(Saved entries)
· · · · · · ·

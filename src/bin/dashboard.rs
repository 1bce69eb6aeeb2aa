//! Terminal dashboard for a WaniKani-style API.
//!
//! Talks to the real upstream or to the mock provider in this crate.
//!
//! # Usage
//!
//! ```bash
//! # Interactive dashboard (default command)
//! cargo run --bin dashboard
//!
//! # Against a local mock provider
//! cargo run --bin dashboard -- --api-base http://localhost:3000/v2/ show
//!
//! # Create an account and get a token from the mock provider
//! cargo run --bin dashboard -- --api-base http://localhost:3000/v2/ signup -u alice
//! cargo run --bin dashboard -- --api-base http://localhost:3000/v2/ login -u alice
//!
//! # Random subject to revise
//! cargo run --bin dashboard -- --api-base http://localhost:3000/v2/ revise
//! ```
//!
//! # Environment Variables
//!
//! - `WANIKANI_API_BASE`: API base URL (default: `https://api.wanikani.com/v2/`)
//! - `WANIKANI_API_TOKEN`: Token used instead of prompting
//! - `HTTP_TIMEOUT_SECS`: Per-request timeout (default: 30)
//! - `LOG_FORMAT`: Log format for stderr diagnostics, `text` or `json` (default: `text`)
//! - `RUST_LOG`: Log filter for stderr diagnostics (default: `warn`)

use srs_dashboard::config::{self, DashboardConfig};
use srs_dashboard::dashboard::render;
use srs_dashboard::dashboard::{ApiClient, DashboardSession, LoadFailure, ViewState};
use srs_dashboard::domain::clock::SystemClock;

use anyhow::{Context, Result};
use clap::{Parser, Subcommand};
use colored::*;
use dialoguer::{Input, Password, Select};
use std::sync::Arc;
use tracing_subscriber::EnvFilter;

/// Terminal dashboard for WaniKani-style SRS data.
#[derive(Parser)]
#[command(name = "dashboard")]
#[command(author, version, about, long_about = None)]
struct Cli {
    /// API base URL (overrides WANIKANI_API_BASE)
    #[arg(long, global = true)]
    api_base: Option<String>,

    /// Per-request timeout in seconds (overrides HTTP_TIMEOUT_SECS)
    #[arg(long, global = true)]
    timeout: Option<u64>,

    #[command(subcommand)]
    command: Option<Commands>,
}

#[derive(Subcommand)]
enum Commands {
    /// Show the dashboard (default)
    Show,

    /// Create an account on the provider
    Signup {
        #[arg(short, long)]
        username: Option<String>,
    },

    /// Log in and print a bearer token
    Login {
        #[arg(short, long)]
        username: Option<String>,
    },

    /// Fetch a random subject to revise
    Revise,
}

#[tokio::main]
async fn main() -> Result<()> {
    dotenvy::dotenv().ok();

    let cli = Cli::parse();
    let config = resolve_config(&cli)?;
    init_tracing(&config.log_format);

    let client = ApiClient::new(config.api_base.clone(), config.http_timeout())
        .context("Failed to build HTTP client")?;

    match cli.command.unwrap_or(Commands::Show) {
        Commands::Show => show(&client, config.api_token).await?,
        Commands::Signup { username } => signup(&client, username).await?,
        Commands::Login { username } => login(&client, username).await?,
        Commands::Revise => revise(&client, config.api_token).await?,
    }

    Ok(())
}

/// Environment first, then command-line overrides, then validation.
fn resolve_config(cli: &Cli) -> Result<DashboardConfig> {
    let mut config = DashboardConfig::from_env()?;

    if let Some(base) = &cli.api_base {
        config.api_base = config::parse_api_base(base)?;
    }
    if let Some(timeout) = cli.timeout {
        config.http_timeout_secs = timeout;
    }

    config.validate()?;
    Ok(config)
}

fn init_tracing(format: &str) {
    let filter = EnvFilter::try_from_default_env().unwrap_or_else(|_| EnvFilter::new("warn"));
    let builder = tracing_subscriber::fmt()
        .with_env_filter(filter)
        .with_writer(std::io::stderr);

    if format == "json" {
        builder.json().init();
    } else {
        builder.init();
    }
}

/// Interactive loop over the session state machine.
///
/// # Flow
///
/// 1. Prompt for a token (or use `WANIKANI_API_TOKEN` once)
/// 2. Load every collection sequentially
/// 3. Render the dashboard or the failure
/// 4. Offer refresh, new token, logout or quit
async fn show(client: &ApiClient, mut prefilled: Option<String>) -> Result<()> {
    println!("{}", "SRS Dashboard".bright_blue().bold());
    println!("  API: {}", client.base().as_str().cyan());
    println!();

    let mut session = DashboardSession::new(Arc::new(SystemClock));

    loop {
        match session.state() {
            ViewState::Unauthenticated => {
                let token = match prefilled.take() {
                    Some(token) => token,
                    None => prompt_token()?,
                };
                if token.trim().is_empty() {
                    println!("{}", "Bye.".bright_black());
                    return Ok(());
                }
                if let Err(e) = session.submit_token(&token) {
                    println!("{} {}", "✗".red(), e.to_string().red());
                }
            }
            ViewState::Loading => {
                print!("{}", render::render_state(session.state()));
                session.load(client).await?;
            }
            ViewState::Ready(_) | ViewState::Error(_) => {
                print!("{}", render::render_state(session.state()));
                println!();

                let unauthorized =
                    matches!(session.state(), ViewState::Error(LoadFailure::Unauthorized));
                let items: &[&str] = if unauthorized {
                    &["Enter a new token", "Log out", "Quit"]
                } else {
                    &["Refresh", "Log out", "Quit"]
                };

                let choice = Select::new()
                    .with_prompt("Next")
                    .items(items)
                    .default(0)
                    .interact()?;

                match items[choice] {
                    "Enter a new token" => {
                        let token = prompt_token()?;
                        if let Err(e) = session.submit_token(&token) {
                            println!("{} {}", "✗".red(), e.to_string().red());
                        }
                    }
                    "Refresh" => session.refresh()?,
                    "Log out" => {
                        session.logout();
                        println!("{}", "Logged out.".yellow());
                    }
                    _ => return Ok(()),
                }
            }
        }
    }
}

fn prompt_token() -> Result<String> {
    Ok(Password::new()
        .with_prompt("API token (empty to quit)")
        .allow_empty_password(true)
        .interact()?)
}

fn prompt_username(username: Option<String>) -> Result<String> {
    match username {
        Some(u) => Ok(u),
        None => Ok(Input::new().with_prompt("Username").interact_text()?),
    }
}

/// Registers an account on the provider.
async fn signup(client: &ApiClient, username: Option<String>) -> Result<()> {
    println!("{}", "Create account".bright_blue().bold());
    println!();

    let username = prompt_username(username)?;
    let password = Password::new()
        .with_prompt("Password")
        .with_confirmation("Repeat password", "Passwords do not match")
        .interact()?;

    let message = client
        .signup(&username, &password)
        .await
        .context("Signup failed")?;

    println!();
    println!("{} {}", "✓".green(), message.green().bold());
    println!(
        "  Log in with: {} login -u {}",
        "dashboard".bright_cyan(),
        username.cyan()
    );

    Ok(())
}

/// Logs in and prints the bearer token once.
async fn login(client: &ApiClient, username: Option<String>) -> Result<()> {
    println!("{}", "Log in".bright_blue().bold());
    println!();

    let username = prompt_username(username)?;
    let password = Password::new().with_prompt("Password").interact()?;

    let token = client
        .login(&username, &password)
        .await
        .context("Login failed")?;

    println!();
    println!("{}", "✓ Logged in".green().bold());
    println!("  Token: {}", token.bright_yellow().bold());
    println!();
    println!("{}", "Use it with:".bright_white());
    println!(
        "  {}={} dashboard",
        "WANIKANI_API_TOKEN".bright_cyan(),
        token.bright_yellow()
    );

    Ok(())
}

/// Prints one random subject from the provider's revision session.
async fn revise(client: &ApiClient, token: Option<String>) -> Result<()> {
    let token = match token {
        Some(t) => t,
        None => prompt_token()?,
    };

    let session = client
        .revision_session(token.trim())
        .await
        .context("Could not start a revision session")?;

    let subject = &session.subject;
    println!("{}", "Revision".bright_blue().bold());
    println!();
    println!("  User:    {}", session.user.cyan());
    println!(
        "  Subject: {}  {}",
        subject.data.characters.as_deref().unwrap_or("?").bold(),
        subject.primary_meaning().unwrap_or("?")
    );
    if let Some(level) = subject.data.level {
        println!("  Level:   {}", level.to_string().bright_black());
    }
    println!();

    Ok(())
}

#[cfg(test)]
mod tests {
    use super::*;
    use clap::CommandFactory;

    #[test]
    fn test_cli_definition_is_valid() {
        Cli::command().debug_assert();
    }

    #[test]
    fn test_global_flags_after_subcommand() {
        let cli = Cli::try_parse_from([
            "dashboard",
            "login",
            "-u",
            "alice",
            "--api-base",
            "http://127.0.0.1:3000/v2/",
            "--timeout",
            "5",
        ])
        .unwrap();

        assert_eq!(cli.api_base.as_deref(), Some("http://127.0.0.1:3000/v2/"));
        assert_eq!(cli.timeout, Some(5));
        assert!(matches!(
            cli.command,
            Some(Commands::Login { username: Some(ref u) }) if u == "alice"
        ));
    }
}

· · · · · · ·

### [Exercise goal]
How many lines in the records hold the string "cargo"? The number alone is the answer.

### [Problem solution]
5